Zelena tries not to think about how this was the same magic that brought her to the brink of death. And if she does, she thinks over and over again of how Regina cried over her and said: No more. That's enough. No more.
She sees Tinkerbell less often and it's easy to accept. Heartbreak is nothing foreign to Zelena. It is now just a matter of moving on. It's not the same and it becomes the same when it becomes destructive, and Zelena won't let that happen. Even if her existence as of late is a cycle of misery and fear.
Emma, after three months since her departure, has chosen to return. All of them––she, Regina, Henry, two idiots and the rapidly growing baby––are in the living room of the apartment awaiting her arrival.
When someone finally knocks, when Snow White opens the door and when it is Emma under the frame, there is a collective breath that is released by everyone but Zelena. She walks in and she looks just a little bit older, but she's brighter. Like she's learned something so, so profound while away and she's determined to show them.

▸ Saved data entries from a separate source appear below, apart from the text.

//! Transaction ids, commit log and snapshot visibility.
//!
//! A row version is visible to a snapshot when its inserting transaction
//! committed before the snapshot was taken and its deleting transaction (if
//! any) did not.

use std::collections::{BTreeSet, HashMap};
use std::sync::RwLock;

use serde::{Deserialize, Serialize};

use crate::tuple::HeapTuple;

/// Transaction identifier. Ids are handed out monotonically starting at 1.
#[derive(Debug, Clone, Copy, PartialEq, Eq, PartialOrd, Ord, Hash, Serialize, Deserialize)]
pub struct Xid(pub u64);

impl Xid {
    /// Transaction id used for rows loaded at bootstrap (always committed).
    pub const FROZEN: Xid = Xid(1);
}

/// Final or in-flight state of one transaction.
#[derive(Debug, Clone, Copy, PartialEq, Eq)]
pub enum XidStatus {
    InProgress,
    Committed,
    Aborted,
}

/// Immutable point-in-time visibility marker.
#[derive(Debug, Clone, PartialEq, Eq)]
pub struct Snapshot {
    /// First transaction id not yet assigned when the snapshot was taken.
    pub xmax: Xid,
    /// Transactions that were running when the snapshot was taken.
    pub in_progress: BTreeSet<Xid>,
}

impl Snapshot {
    /// Whether effects of `xid` are part of this snapshot, given the commit log.
    fn sees(&self, xid: Xid, clog: &CommitLog) -> bool {
        xid < self.xmax
            && !self.in_progress.contains(&xid)
            && clog.status(xid) == XidStatus::Committed
    }

    /// Tuple visibility under this snapshot.
    pub fn tuple_visible(&self, tuple: &HeapTuple, clog: &CommitLog) -> bool {
        if !self.sees(tuple.xmin, clog) {
            return false;
        }
        match tuple.xmax {
            Some(xmax) => !self.sees(xmax, clog),
            None => true,
        }
    }
}

/// Commit log tracking every assigned transaction id.
#[derive(Debug)]
pub struct CommitLog {
    inner: RwLock<CommitLogInner>,
}

#[derive(Debug)]
struct CommitLogInner {
    next_xid: u64,
    status: HashMap<Xid, XidStatus>,
}

impl Default for CommitLog {
    fn default() -> Self {
        let mut status = HashMap::new();
        status.insert(Xid::FROZEN, XidStatus::Committed);
        Self {
            inner: RwLock::new(CommitLogInner {
                next_xid: Xid::FROZEN.0 + 1,
                status,
            }),
        }
    }
}

impl CommitLog {
    /// Assigns a new in-progress transaction id.
    pub fn begin(&self) -> Xid {
        let mut guard = self.inner.write().unwrap_or_else(|e| e.into_inner());
        let xid = Xid(guard.next_xid);
        guard.next_xid += 1;
        guard.status.insert(xid, XidStatus::InProgress);
        xid
    }

    pub fn commit(&self, xid: Xid) -> bool {
        self.finish(xid, XidStatus::Committed)
    }

    pub fn abort(&self, xid: Xid) -> bool {
        self.finish(xid, XidStatus::Aborted)
    }

    fn finish(&self, xid: Xid, outcome: XidStatus) -> bool {
        let mut guard = self.inner.write().unwrap_or_else(|e| e.into_inner());
        match guard.status.get_mut(&xid) {
            Some(status) if *status == XidStatus::InProgress => {
                *status = outcome;
                true
            }
            _ => false,
        }
    }

    /// Unknown ids are treated as aborted.
    pub fn status(&self, xid: Xid) -> XidStatus {
        let guard = self.inner.read().unwrap_or_else(|e| e.into_inner());
        guard
            .status
            .get(&xid)
            .copied()
            .unwrap_or(XidStatus::Aborted)
    }

    /// Takes a snapshot of the currently committed state.
    pub fn snapshot(&self) -> Snapshot {
        let guard = self.inner.read().unwrap_or_else(|e| e.into_inner());
        let in_progress = guard
            .status
            .iter()
            .filter(|(_, status)| **status == XidStatus::InProgress)
            .map(|(xid, _)| *xid)
            .collect();
        Snapshot {
            xmax: Xid(guard.next_xid),
            in_progress,
        }
    }
}

#[cfg(test)]
mod tests {
    use super::*;

    fn tuple(xmin: Xid, xmax: Option<Xid>) -> HeapTuple {
        HeapTuple {
            xmin,
            xmax,
            values: Vec::new(),
        }
    }

    #[test]
    fn snapshot_ignores_later_and_running_transactions() {
        let clog = CommitLog::default();
        let committed = clog.begin();
        clog.commit(committed);
        let running = clog.begin();

        let snapshot = clog.snapshot();
        let later = clog.begin();
        clog.commit(later);
        clog.commit(running);

        assert!(snapshot.tuple_visible(&tuple(committed, None), &clog));
        assert!(!snapshot.tuple_visible(&tuple(running, None), &clog));
        assert!(!snapshot.tuple_visible(&tuple(later, None), &clog));
    }

    #[test]
    fn deleted_rows_stay_visible_to_older_snapshots() {
        let clog = CommitLog::default();
        let snapshot = clog.snapshot();
        let deleter = clog.begin();
        clog.commit(deleter);

        let row = tuple(Xid::FROZEN, Some(deleter));
        assert!(snapshot.tuple_visible(&row, &clog));
        assert!(!clog.snapshot().tuple_visible(&row, &clog));
    }

    #[test]
    fn aborted_insert_is_never_visible() {
        let clog = CommitLog::default();
        let xid = clog.begin();
        clog.abort(xid);
        assert!(!clog.snapshot().tuple_visible(&tuple(xid, None), &clog));
        assert!(!clog.commit(xid));
    }
}
//! The umbrella driver.
//!
//! Picks a backend for an argument vector and dispatches to it. The flavor
//! comes from, in order: an explicit leading `-flavor NAME` pair, or the
//! caller's choice via `link_flavor` (the CLI derives one from the program
//! name). GNU invocations whose `-m` emulation names a PE target are
//! rerouted to the MinGW backend.

use std::io::Write;

use crate::{coff, elf, mach_o, mingw, wasm};

#[derive(Clone, Copy, PartialEq, Eq, Debug)]
pub enum Flavor {
    Gnu,
    WinLink,
    Darwin,
    Wasm,
}

/// Parses the `-flavor` vocabulary.
pub fn parse_flavor_name(name: &str) -> Option<Flavor> {
    match name {
        "gnu" => Some(Flavor::Gnu),
        "link" => Some(Flavor::WinLink),
        "darwin" => Some(Flavor::Darwin),
        "wasm" => Some(Flavor::Wasm),
        _ => None,
    }
}

/// Derives a flavor from the program name, `ld.lld`-style.
pub fn flavor_from_progname(prog: &str) -> Option<Flavor> {
    let name = prog.rsplit(['/', '\\']).next().unwrap_or(prog);
    let name = name.strip_suffix(".exe").unwrap_or(name);
    // The generic driver name implies nothing; those invocations pick a
    // flavor with `-flavor` instead.
    if name == "xld" || name == "lld" {
        return None;
    }
    if name.contains("wasm-ld") {
        Some(Flavor::Wasm)
    } else if name.contains("ld64") {
        Some(Flavor::Darwin)
    } else if name.ends_with("link") {
        Some(Flavor::WinLink)
    } else if name.ends_with("ld") {
        Some(Flavor::Gnu)
    } else {
        None
    }
}

/// Links with the flavor named by a leading `-flavor` pair, defaulting to
/// Gnu when the arguments do not name one.
pub fn link(args: &[String], can_exit_early: bool, diag: &mut dyn Write) -> bool {
    if args.first().map(String::as_str) == Some("-flavor") {
        let Some(name) = args.get(1) else {
            let _ = writeln!(diag, "error: missing arg value for '-flavor'");
            return false;
        };
        let Some(flavor) = parse_flavor_name(name) else {
            let _ = writeln!(diag, "error: unknown flavor: {name}");
            return false;
        };
        return link_flavor(flavor, &args[2..], can_exit_early, diag);
    }
    link_flavor(Flavor::Gnu, args, can_exit_early, diag)
}

/// Dispatches one invocation to the backend for `flavor`.
pub fn link_flavor(
    flavor: Flavor,
    args: &[String],
    can_exit_early: bool,
    diag: &mut dyn Write,
) -> bool {
    tracing::debug!("dispatching {:?} invocation with {} args", flavor, args.len());
    match flavor {
        Flavor::Gnu if wants_mingw(args) => mingw::link(args, diag),
        Flavor::Gnu => elf::link(args, can_exit_early, diag),
        Flavor::WinLink => coff::link(args, can_exit_early, diag),
        Flavor::Darwin => mach_o::link(args, can_exit_early, diag),
        Flavor::Wasm => wasm::link(args, can_exit_early, diag),
    }
}

// GNU emulations that really ask for PE output.
fn wants_mingw(args: &[String]) -> bool {
    let mut iter = args.iter();
    while let Some(arg) = iter.next() {
        if arg == "-m" {
            if let Some(emulation) = iter.next() {
                if matches!(
                    emulation.as_str(),
                    "i386pe" | "i386pep" | "thumb2pe" | "arm64pe"
                ) {
                    return true;
                }
            }
        }
    }
    false
}
//! Utility functions.

/// Aligns an offset or size up to the next multiple of `align`.
/// `align` must be a power of two.
pub fn align_up(offset: usize, align: usize) -> usize {
    assert!(align.is_power_of_two());
    (offset + align - 1) & !(align - 1)
}
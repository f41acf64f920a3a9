//! Entry point for the xld linker.
//!
//! This file handles high-level application flow:
//! 1. Parse command-line arguments using `clap`.
//! 2. Initialize `tracing` from `--log-level` (or `RUST_LOG`).
//! 3. Determine the backend flavor: explicit `--flavor`, else the program
//!    name, else a leading `-flavor` pair in the arguments.
//! 4. Dispatch to the driver with diagnostics on stderr and map the bool
//!    to the process exit code.
//!
//! Error handling is done via `anyhow`.

use anyhow::Result;
use clap::Parser;
use tracing_subscriber::EnvFilter;

use xld::config::Config;
use xld::driver;

fn main() -> Result<()> {
    let config = Config::parse();

    let filter = EnvFilter::try_from_default_env()
        .unwrap_or_else(|_| EnvFilter::new(config.log_level.clone()));
    tracing_subscriber::fmt()
        .with_env_filter(filter)
        .with_writer(std::io::stderr)
        .init();

    let progname = std::env::args().next();
    let mut stderr = std::io::stderr();
    let ok = if let Some(name) = &config.flavor {
        let Some(flavor) = driver::parse_flavor_name(name) else {
            anyhow::bail!("unknown flavor: {name}");
        };
        driver::link_flavor(flavor, &config.args, true, &mut stderr)
    } else if let Some(flavor) = progname.as_deref().and_then(driver::flavor_from_progname) {
        driver::link_flavor(flavor, &config.args, true, &mut stderr)
    } else {
        driver::link(&config.args, true, &mut stderr)
    };

    std::process::exit(if ok { 0 } else { 1 });
}
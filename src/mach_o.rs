//! The Mach-O backend.

use std::io::Write;

use object::BinaryFormat;

use crate::link::{self, parse_gnu_args};

/// Links Mach-O inputs. The `ld64` flags this backend understands overlap
/// with the GNU ones (`-o`, `-e`), so the GNU scanner serves here too.
pub fn link(args: &[String], can_exit_early: bool, diag: &mut dyn Write) -> bool {
    let request = parse_gnu_args(args, BinaryFormat::MachO, "a.out");
    link::run(request, can_exit_early, diag)
}
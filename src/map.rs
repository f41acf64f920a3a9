//! Link map output.
//!
//! The map is the invocation's output artifact: a text listing of every
//! input, its atom counts, and the resolved symbol table. Symbols are sorted
//! by name and inputs appear in command-line order, so two identical
//! invocations produce byte-identical maps.

use std::fmt::Write as _;
use std::path::Path;
use std::sync::Arc;

use anyhow::{Context, Result};

use crate::atom;
use crate::file::File;
use crate::mem;
use crate::resolve::{Definition, SymbolTable};

/// Renders the link map as text.
pub fn render(format: &str, files: &[Arc<dyn File>], table: &SymbolTable) -> String {
    let mut out = String::new();
    let _ = writeln!(out, "xld link map");
    let _ = writeln!(out, "format: {format}");
    let _ = writeln!(out);

    let _ = writeln!(out, "inputs:");
    let mut total_atoms = 0;
    for file in files {
        let d = file.defined_atoms().len();
        let u = file.undefined_atoms().len();
        let s = file.shared_library_atoms().len();
        let a = file.absolute_atoms().len();
        total_atoms += d + u + s + a;
        let _ = writeln!(
            out,
            "  [{}] {} ({}): {} defined, {} undefined, {} shared, {} absolute",
            file.ordinal(),
            file.name(),
            file.kind(),
            d,
            u,
            s,
            a
        );
    }
    let _ = writeln!(out);

    let _ = writeln!(out, "symbols:");
    for entry in table.entries() {
        let origin = file_label(files, entry.file);
        let kind = entry.definition.describe();
        match entry.definition {
            Definition::Defined(id) => {
                let a = atom::get_defined(id);
                let _ = writeln!(
                    out,
                    "  {:<28} {:<9} {} {} size={:#x} align={}{} {}",
                    entry.name,
                    kind,
                    a.scope,
                    a.content,
                    a.size,
                    a.alignment,
                    if a.weak { " weak" } else { "" },
                    origin
                );
            }
            Definition::Absolute(id) => {
                let a = atom::get_absolute(id);
                let _ = writeln!(
                    out,
                    "  {:<28} {:<9} {} value={:#x} {}",
                    entry.name, kind, a.scope, a.value, origin
                );
            }
            Definition::Shared(id) => {
                let a = atom::get_shared_library(id);
                let load = mem::saver().get(a.load_name);
                let _ = writeln!(
                    out,
                    "  {:<28} {:<9} from {} {}",
                    entry.name, kind, &*load, origin
                );
            }
        }
    }
    let _ = writeln!(out);
    let _ = writeln!(
        out,
        "{} atoms from {} inputs, {} resolved symbols",
        total_atoms,
        files.len(),
        table.len()
    );
    out
}

/// Writes the link map for a finished link.
pub fn write_map(
    path: &Path,
    format: &str,
    files: &[Arc<dyn File>],
    table: &SymbolTable,
) -> Result<()> {
    let text = render(format, files, table);
    std::fs::write(path, text)
        .with_context(|| format!("failed to write {}", path.display()))?;
    tracing::debug!("wrote link map to {}", path.display());
    Ok(())
}

fn file_label(files: &[Arc<dyn File>], ordinal: u32) -> &str {
    files.get(ordinal as usize).map_or("?", |f| f.name())
}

Emma gives Zelena a regarding nod, interrupted by the intensity of Henry's hug. It elicits a laugh and Regina is beaming. There are tears in her eyes.
When she stops in front of Regina, they just look at each other for a while. Regina hugs Emma, then, and both of them are sniffling, and it feels so intimate that Zelena has to face the other direction.
She is glad for her sister. She is glad that she's making more amends with the people she clearly wants to keep. But Zelena is still full of coal and no fire, so maybe she feels something else, something that's been so dormant all this while. It makes her sick.